* What to work on
The word to look for is "connection". Report every line of the entries below that has it.
=== Supplied records ===
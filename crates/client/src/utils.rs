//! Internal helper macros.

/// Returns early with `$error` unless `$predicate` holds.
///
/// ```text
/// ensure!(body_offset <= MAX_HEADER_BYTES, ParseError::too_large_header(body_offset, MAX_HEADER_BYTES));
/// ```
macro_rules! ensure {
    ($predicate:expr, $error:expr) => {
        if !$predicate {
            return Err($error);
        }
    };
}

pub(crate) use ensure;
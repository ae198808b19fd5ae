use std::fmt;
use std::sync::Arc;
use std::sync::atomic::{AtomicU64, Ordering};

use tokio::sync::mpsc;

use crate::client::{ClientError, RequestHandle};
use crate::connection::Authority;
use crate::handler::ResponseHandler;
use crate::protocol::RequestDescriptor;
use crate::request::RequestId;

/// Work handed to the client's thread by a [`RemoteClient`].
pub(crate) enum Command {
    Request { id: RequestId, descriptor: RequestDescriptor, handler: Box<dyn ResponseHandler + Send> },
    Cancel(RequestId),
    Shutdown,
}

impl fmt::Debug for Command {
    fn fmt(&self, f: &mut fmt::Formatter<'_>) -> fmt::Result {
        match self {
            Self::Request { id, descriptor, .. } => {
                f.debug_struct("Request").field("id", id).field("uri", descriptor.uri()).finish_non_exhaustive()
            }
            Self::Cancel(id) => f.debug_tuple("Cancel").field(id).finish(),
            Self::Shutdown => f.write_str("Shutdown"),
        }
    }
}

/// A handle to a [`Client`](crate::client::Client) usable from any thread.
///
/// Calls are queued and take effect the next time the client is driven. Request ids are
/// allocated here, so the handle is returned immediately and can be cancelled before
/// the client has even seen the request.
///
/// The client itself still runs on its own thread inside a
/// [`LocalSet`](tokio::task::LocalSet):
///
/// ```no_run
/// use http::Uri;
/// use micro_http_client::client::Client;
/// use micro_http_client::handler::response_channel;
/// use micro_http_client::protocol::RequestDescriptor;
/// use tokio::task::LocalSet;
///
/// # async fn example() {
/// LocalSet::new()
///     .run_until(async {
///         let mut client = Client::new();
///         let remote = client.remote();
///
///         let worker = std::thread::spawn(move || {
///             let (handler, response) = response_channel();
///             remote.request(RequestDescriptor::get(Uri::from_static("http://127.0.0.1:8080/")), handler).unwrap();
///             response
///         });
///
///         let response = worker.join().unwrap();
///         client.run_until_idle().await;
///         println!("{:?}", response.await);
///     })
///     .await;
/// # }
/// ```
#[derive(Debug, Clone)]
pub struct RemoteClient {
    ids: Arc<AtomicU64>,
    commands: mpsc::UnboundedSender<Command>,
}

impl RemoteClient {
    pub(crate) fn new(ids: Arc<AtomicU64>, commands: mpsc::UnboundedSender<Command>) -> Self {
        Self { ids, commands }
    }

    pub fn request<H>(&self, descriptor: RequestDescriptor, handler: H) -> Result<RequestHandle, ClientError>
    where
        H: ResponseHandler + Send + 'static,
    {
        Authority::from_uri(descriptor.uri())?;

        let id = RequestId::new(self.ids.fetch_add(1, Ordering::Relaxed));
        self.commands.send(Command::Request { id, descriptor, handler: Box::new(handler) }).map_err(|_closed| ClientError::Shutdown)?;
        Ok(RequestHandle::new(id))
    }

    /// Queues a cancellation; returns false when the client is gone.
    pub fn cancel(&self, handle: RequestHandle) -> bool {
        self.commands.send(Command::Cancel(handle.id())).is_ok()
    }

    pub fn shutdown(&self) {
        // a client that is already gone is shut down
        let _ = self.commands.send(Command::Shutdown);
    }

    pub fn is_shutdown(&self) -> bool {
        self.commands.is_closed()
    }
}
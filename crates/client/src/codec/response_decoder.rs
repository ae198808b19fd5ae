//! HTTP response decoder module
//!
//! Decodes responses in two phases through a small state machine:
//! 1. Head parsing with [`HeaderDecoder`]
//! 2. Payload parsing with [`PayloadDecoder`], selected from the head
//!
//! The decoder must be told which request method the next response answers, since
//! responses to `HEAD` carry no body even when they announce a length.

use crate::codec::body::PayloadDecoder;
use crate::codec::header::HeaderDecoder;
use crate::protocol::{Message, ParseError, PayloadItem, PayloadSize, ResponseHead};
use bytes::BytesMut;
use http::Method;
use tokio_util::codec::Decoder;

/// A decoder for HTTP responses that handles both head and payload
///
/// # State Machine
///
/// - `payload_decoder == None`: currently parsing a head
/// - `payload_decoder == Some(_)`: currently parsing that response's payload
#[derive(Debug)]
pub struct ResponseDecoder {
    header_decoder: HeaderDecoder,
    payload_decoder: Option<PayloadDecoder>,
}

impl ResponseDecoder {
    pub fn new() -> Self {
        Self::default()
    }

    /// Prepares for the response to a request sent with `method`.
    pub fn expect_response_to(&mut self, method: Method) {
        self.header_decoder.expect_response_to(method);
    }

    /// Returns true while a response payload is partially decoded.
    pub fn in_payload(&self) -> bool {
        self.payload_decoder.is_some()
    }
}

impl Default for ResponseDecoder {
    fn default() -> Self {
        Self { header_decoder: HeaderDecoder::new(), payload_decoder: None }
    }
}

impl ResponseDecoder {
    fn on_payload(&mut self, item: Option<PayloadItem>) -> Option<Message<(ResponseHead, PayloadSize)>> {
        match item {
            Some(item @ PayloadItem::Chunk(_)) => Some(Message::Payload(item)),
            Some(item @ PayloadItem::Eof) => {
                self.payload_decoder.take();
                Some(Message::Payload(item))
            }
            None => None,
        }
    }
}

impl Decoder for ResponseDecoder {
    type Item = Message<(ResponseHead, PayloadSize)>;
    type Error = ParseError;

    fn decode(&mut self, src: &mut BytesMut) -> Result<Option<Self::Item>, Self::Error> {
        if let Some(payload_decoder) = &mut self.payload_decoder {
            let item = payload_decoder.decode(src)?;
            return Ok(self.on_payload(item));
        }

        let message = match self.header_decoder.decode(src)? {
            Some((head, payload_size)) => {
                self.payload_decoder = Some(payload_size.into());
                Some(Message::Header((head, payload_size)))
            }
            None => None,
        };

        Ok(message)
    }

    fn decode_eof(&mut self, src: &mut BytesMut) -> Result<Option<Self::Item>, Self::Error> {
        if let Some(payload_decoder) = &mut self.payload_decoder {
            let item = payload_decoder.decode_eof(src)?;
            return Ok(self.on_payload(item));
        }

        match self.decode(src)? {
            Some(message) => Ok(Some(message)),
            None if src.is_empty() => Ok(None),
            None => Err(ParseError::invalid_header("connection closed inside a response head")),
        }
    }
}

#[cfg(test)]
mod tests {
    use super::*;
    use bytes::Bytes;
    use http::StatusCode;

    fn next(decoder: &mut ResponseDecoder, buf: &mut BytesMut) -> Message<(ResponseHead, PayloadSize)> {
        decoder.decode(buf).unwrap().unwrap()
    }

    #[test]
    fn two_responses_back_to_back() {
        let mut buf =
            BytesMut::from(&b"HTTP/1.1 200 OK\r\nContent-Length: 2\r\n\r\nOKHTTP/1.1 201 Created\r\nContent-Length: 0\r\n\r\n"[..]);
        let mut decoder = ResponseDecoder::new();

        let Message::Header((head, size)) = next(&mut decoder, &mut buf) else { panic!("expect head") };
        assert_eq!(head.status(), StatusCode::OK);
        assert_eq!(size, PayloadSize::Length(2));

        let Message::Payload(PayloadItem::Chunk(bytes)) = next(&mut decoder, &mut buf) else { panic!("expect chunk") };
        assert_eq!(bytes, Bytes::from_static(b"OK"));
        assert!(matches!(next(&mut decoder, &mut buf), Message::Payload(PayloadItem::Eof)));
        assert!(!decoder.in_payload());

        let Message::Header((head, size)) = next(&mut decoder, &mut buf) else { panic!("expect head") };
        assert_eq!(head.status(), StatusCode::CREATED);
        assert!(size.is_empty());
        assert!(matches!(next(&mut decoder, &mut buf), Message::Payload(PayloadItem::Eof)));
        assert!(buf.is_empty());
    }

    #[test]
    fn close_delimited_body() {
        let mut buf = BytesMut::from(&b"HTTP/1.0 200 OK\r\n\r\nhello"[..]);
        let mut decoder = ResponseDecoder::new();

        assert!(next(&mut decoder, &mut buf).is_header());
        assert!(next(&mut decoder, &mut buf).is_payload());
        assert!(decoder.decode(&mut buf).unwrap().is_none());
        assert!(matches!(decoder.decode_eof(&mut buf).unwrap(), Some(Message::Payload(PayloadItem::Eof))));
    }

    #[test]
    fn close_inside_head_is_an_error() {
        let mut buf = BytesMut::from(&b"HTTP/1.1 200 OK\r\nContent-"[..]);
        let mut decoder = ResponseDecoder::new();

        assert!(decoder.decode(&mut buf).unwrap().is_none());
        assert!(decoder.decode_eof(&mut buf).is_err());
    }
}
===
* Answer space
use crate::connection::Authority;
            None => Err(ParseError::invalid_header("connection closed inside a response head")),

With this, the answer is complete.